→ **Extracted entries**:
---*---

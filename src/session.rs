use std::collections::{HashMap, VecDeque};

use rosu_mods::GameModsLegacy;

use crate::{
    attributes::{MsdForAllRates, RatingBreakdown, SsrRating},
    config::CalcConfig,
    difficulty,
    error::RatingError,
    model::{chart::Chart, note::NoteEvent, rate::rate_from_mods},
    CALC_VERSION,
};

/// A rating session.
///
/// Holds the configuration and a cache of previous results. Queries take
/// `&mut self` so a session serves one thread of control at a time; use
/// one session per thread or a [`CalcPool`](crate::CalcPool) to rate from
/// multiple threads.
///
/// After [`Calc::close`] every query fails with
/// [`RatingError::HandleMisuse`].
///
/// # Example
///
/// ```
/// use msd_calc::{Calc, NoteEvent};
///
/// let notes: Vec<_> = (0..64)
///     .map(|i| NoteEvent::tap(f64::from(i) * 0.125, (i % 4) as u32))
///     .collect();
///
/// let mut calc = Calc::new();
/// let msd = calc.calc_msd(&notes).unwrap();
/// let ssr = calc.calc_ssr(&notes, 1.0, 93.0).unwrap();
///
/// assert_eq!(msd.msds.len(), 14);
/// assert!(ssr.skillsets.overall > 0.0);
/// ```
#[derive(Debug)]
pub struct Calc {
    config: CalcConfig,
    cache: Option<RatingCache>,
}

impl Calc {
    pub fn new() -> Self {
        Self::with_config(CalcConfig::default())
    }

    pub fn with_config(config: CalcConfig) -> Self {
        let cache = RatingCache::new(config.get_cache_capacity());

        Self {
            config,
            cache: Some(cache),
        }
    }

    pub const fn config(&self) -> &CalcConfig {
        &self.config
    }

    /// The version of the rating algorithm.
    pub const fn version(&self) -> i32 {
        CALC_VERSION
    }

    pub const fn is_open(&self) -> bool {
        self.cache.is_some()
    }

    /// Releases all retained state.
    ///
    /// Closing an already closed session does nothing.
    pub fn close(&mut self) {
        if let Some(cache) = self.cache.take() {
            tracing::debug!(cached = cache.len(), "closed session");
        }
    }

    fn cache(&mut self) -> Result<&mut RatingCache, RatingError> {
        self.cache.as_mut().ok_or(RatingError::HandleMisuse)
    }

    /// Rates `chart` at every entry of the rate ladder.
    pub fn rate_all(&mut self, chart: &Chart) -> Result<MsdForAllRates, RatingError> {
        let key = CacheKey::All {
            fingerprint: chart.fingerprint(),
        };

        if let Some(CachedRating::All(msd)) = self.cache()?.get(&key) {
            return Ok(*msd);
        }

        let msd = difficulty::rate_all(chart, &self.config)?;
        self.cache()?.insert(key, CachedRating::All(msd));

        Ok(msd)
    }

    /// Rates `chart` at `rate`, calibrated to `score_goal` percent.
    pub fn rate_at(
        &mut self,
        chart: &Chart,
        rate: f64,
        score_goal: f64,
    ) -> Result<SsrRating, RatingError> {
        let key = CacheKey::At {
            fingerprint: chart.fingerprint(),
            rate: rate.to_bits(),
            score_goal: score_goal.to_bits(),
        };

        if let Some(CachedRating::At(ssr)) = self.cache()?.get(&key) {
            return Ok(*ssr);
        }

        let ssr = difficulty::rate_at(chart, rate, score_goal, &self.config)?;
        self.cache()?.insert(key, CachedRating::At(ssr));

        Ok(ssr)
    }

    /// Rates `chart` at the clock rate of the given mods.
    pub fn rate_with_mods(
        &mut self,
        chart: &Chart,
        mods: GameModsLegacy,
        score_goal: f64,
    ) -> Result<SsrRating, RatingError> {
        self.rate_at(chart, rate_from_mods(mods), score_goal)
    }

    /// Normalizes `notes` and rates them at every entry of the rate ladder.
    pub fn calc_msd(&mut self, notes: &[NoteEvent]) -> Result<MsdForAllRates, RatingError> {
        self.cache()?;
        let chart = Chart::new(notes)?;

        self.rate_all(&chart)
    }

    /// Normalizes `notes` and rates them at `rate`, calibrated to
    /// `score_goal` percent.
    pub fn calc_ssr(
        &mut self,
        notes: &[NoteEvent],
        rate: f64,
        score_goal: f64,
    ) -> Result<SsrRating, RatingError> {
        self.cache()?;
        let chart = Chart::new(notes)?;

        self.rate_at(&chart, rate, score_goal)
    }

    /// Per-window values of a rating. Results are not cached.
    pub fn inspect(&mut self, chart: &Chart, rate: f64) -> Result<RatingBreakdown, RatingError> {
        self.cache()?;

        difficulty::inspect(chart, rate, &self.config)
    }
}

impl Default for Calc {
    fn default() -> Self {
        Self::new()
    }
}

#[derive(Copy, Clone, Debug, PartialEq, Eq, Hash)]
enum CacheKey {
    All {
        fingerprint: u64,
    },
    At {
        fingerprint: u64,
        rate: u64,
        score_goal: u64,
    },
}

#[derive(Copy, Clone, Debug)]
enum CachedRating {
    All(MsdForAllRates),
    At(SsrRating),
}

/// Bounded result cache that evicts the oldest entry first.
///
/// Entries are keyed by [`Chart::fingerprint`], a 64-bit hash that only
/// holds within the running process, so the cache lives and dies with its
/// session. Two different charts colliding on the hash would share an
/// entry; at 64 bits this is not expected within a session's capacity.
#[derive(Debug)]
struct RatingCache {
    capacity: usize,
    entries: HashMap<CacheKey, CachedRating>,
    order: VecDeque<CacheKey>,
}

impl RatingCache {
    fn new(capacity: usize) -> Self {
        Self {
            capacity,
            entries: HashMap::new(),
            order: VecDeque::new(),
        }
    }

    fn len(&self) -> usize {
        self.entries.len()
    }

    fn get(&self, key: &CacheKey) -> Option<&CachedRating> {
        let cached = self.entries.get(key);

        if cached.is_some() {
            tracing::debug!(?key, "cache hit");
        }

        cached
    }

    fn insert(&mut self, key: CacheKey, rating: CachedRating) {
        if self.capacity == 0 {
            return;
        }

        if self.entries.insert(key, rating).is_some() {
            return;
        }

        self.order.push_back(key);

        while self.order.len() > self.capacity {
            if let Some(oldest) = self.order.pop_front() {
                self.entries.remove(&oldest);
            }
        }
    }
}

#[cfg(test)]
mod tests {
    use super::*;

    fn notes(rows: usize) -> Vec<NoteEvent> {
        (0..rows)
            .map(|i| NoteEvent::tap(i as f64 * 0.1, (i % 4) as u32))
            .collect()
    }

    #[test]
    fn closed_session_rejects_queries() {
        let chart = Chart::new(&notes(32)).unwrap();
        let mut calc = Calc::new();

        assert!(calc.rate_all(&chart).is_ok());

        calc.close();
        calc.close();

        assert!(!calc.is_open());
        assert_eq!(calc.rate_all(&chart), Err(RatingError::HandleMisuse));
        assert_eq!(
            calc.rate_at(&chart, 1.0, 93.0),
            Err(RatingError::HandleMisuse)
        );
        assert_eq!(calc.calc_msd(&[]), Err(RatingError::HandleMisuse));
        assert!(matches!(
            calc.inspect(&chart, 1.0),
            Err(RatingError::HandleMisuse)
        ));
    }

    #[test]
    fn cached_results_match() {
        let chart = Chart::new(&notes(48)).unwrap();
        let mut calc = Calc::new();

        let first = calc.rate_all(&chart).unwrap();
        assert_eq!(calc.cache.as_ref().map(RatingCache::len), Some(1));

        let second = calc.rate_all(&chart).unwrap();
        assert_eq!(first, second);

        let ssr = calc.rate_at(&chart, 1.1, 93.0).unwrap();
        assert_eq!(calc.rate_at(&chart, 1.1, 93.0).unwrap(), ssr);
        assert_eq!(calc.cache.as_ref().map(RatingCache::len), Some(2));
    }

    #[test]
    fn similar_charts_are_cached_separately() {
        let short = Chart::new(&notes(48)).unwrap();
        let long = Chart::new(&notes(49)).unwrap();
        let mut calc = Calc::new();

        let short_msd = calc.rate_all(&short).unwrap();
        let long_msd = calc.rate_all(&long).unwrap();

        assert_ne!(short.fingerprint(), long.fingerprint());
        assert_eq!(calc.cache.as_ref().map(RatingCache::len), Some(2));
        assert_eq!(short_msd, difficulty::rate_all(&short, &calc.config).unwrap());
        assert_eq!(long_msd, difficulty::rate_all(&long, &calc.config).unwrap());
    }

    #[test]
    fn cache_evicts_oldest() {
        let mut cache = RatingCache::new(2);
        let rating = CachedRating::All(MsdForAllRates::default());

        for fingerprint in 0..3 {
            cache.insert(CacheKey::All { fingerprint }, rating);
        }

        assert_eq!(cache.len(), 2);
        assert!(cache.get(&CacheKey::All { fingerprint: 0 }).is_none());
        assert!(cache.get(&CacheKey::All { fingerprint: 2 }).is_some());
    }

    #[test]
    fn zero_capacity_disables_cache() {
        let chart = Chart::new(&notes(32)).unwrap();
        let mut calc = Calc::with_config(CalcConfig::new().cache_capacity(0));

        calc.rate_all(&chart).unwrap();

        assert_eq!(calc.cache.as_ref().map(RatingCache::len), Some(0));
    }

    #[test]
    fn invalid_input_is_not_cached() {
        let chart = Chart::new(&notes(32)).unwrap();
        let mut calc = Calc::new();

        assert_eq!(
            calc.rate_at(&chart, -1.0, 93.0),
            Err(RatingError::InvalidRate(-1.0))
        );
        assert!(calc.calc_msd(&[]).is_err());
        assert_eq!(calc.cache.as_ref().map(RatingCache::len), Some(0));
    }
}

---*---

→ **What you will do**:
Quote the listing word for word from its first line through the line in which "a time; use" appears.

→ **Task result**:
filename src/session.rs
use std::collections::{HashMap, VecDeque};

use rosu_mods::GameModsLegacy;

use crate::{
    attributes::{MsdForAllRates, RatingBreakdown, SsrRating},
    config::CalcConfig,
    difficulty,
    error::RatingError,
    model::{chart::Chart, note::NoteEvent, rate::rate_from_mods},
    CALC_VERSION,
};

/// A rating session.
///
/// Holds the configuration and a cache of previous results. Queries take
/// `&mut self` so a session serves one thread of control at a time; use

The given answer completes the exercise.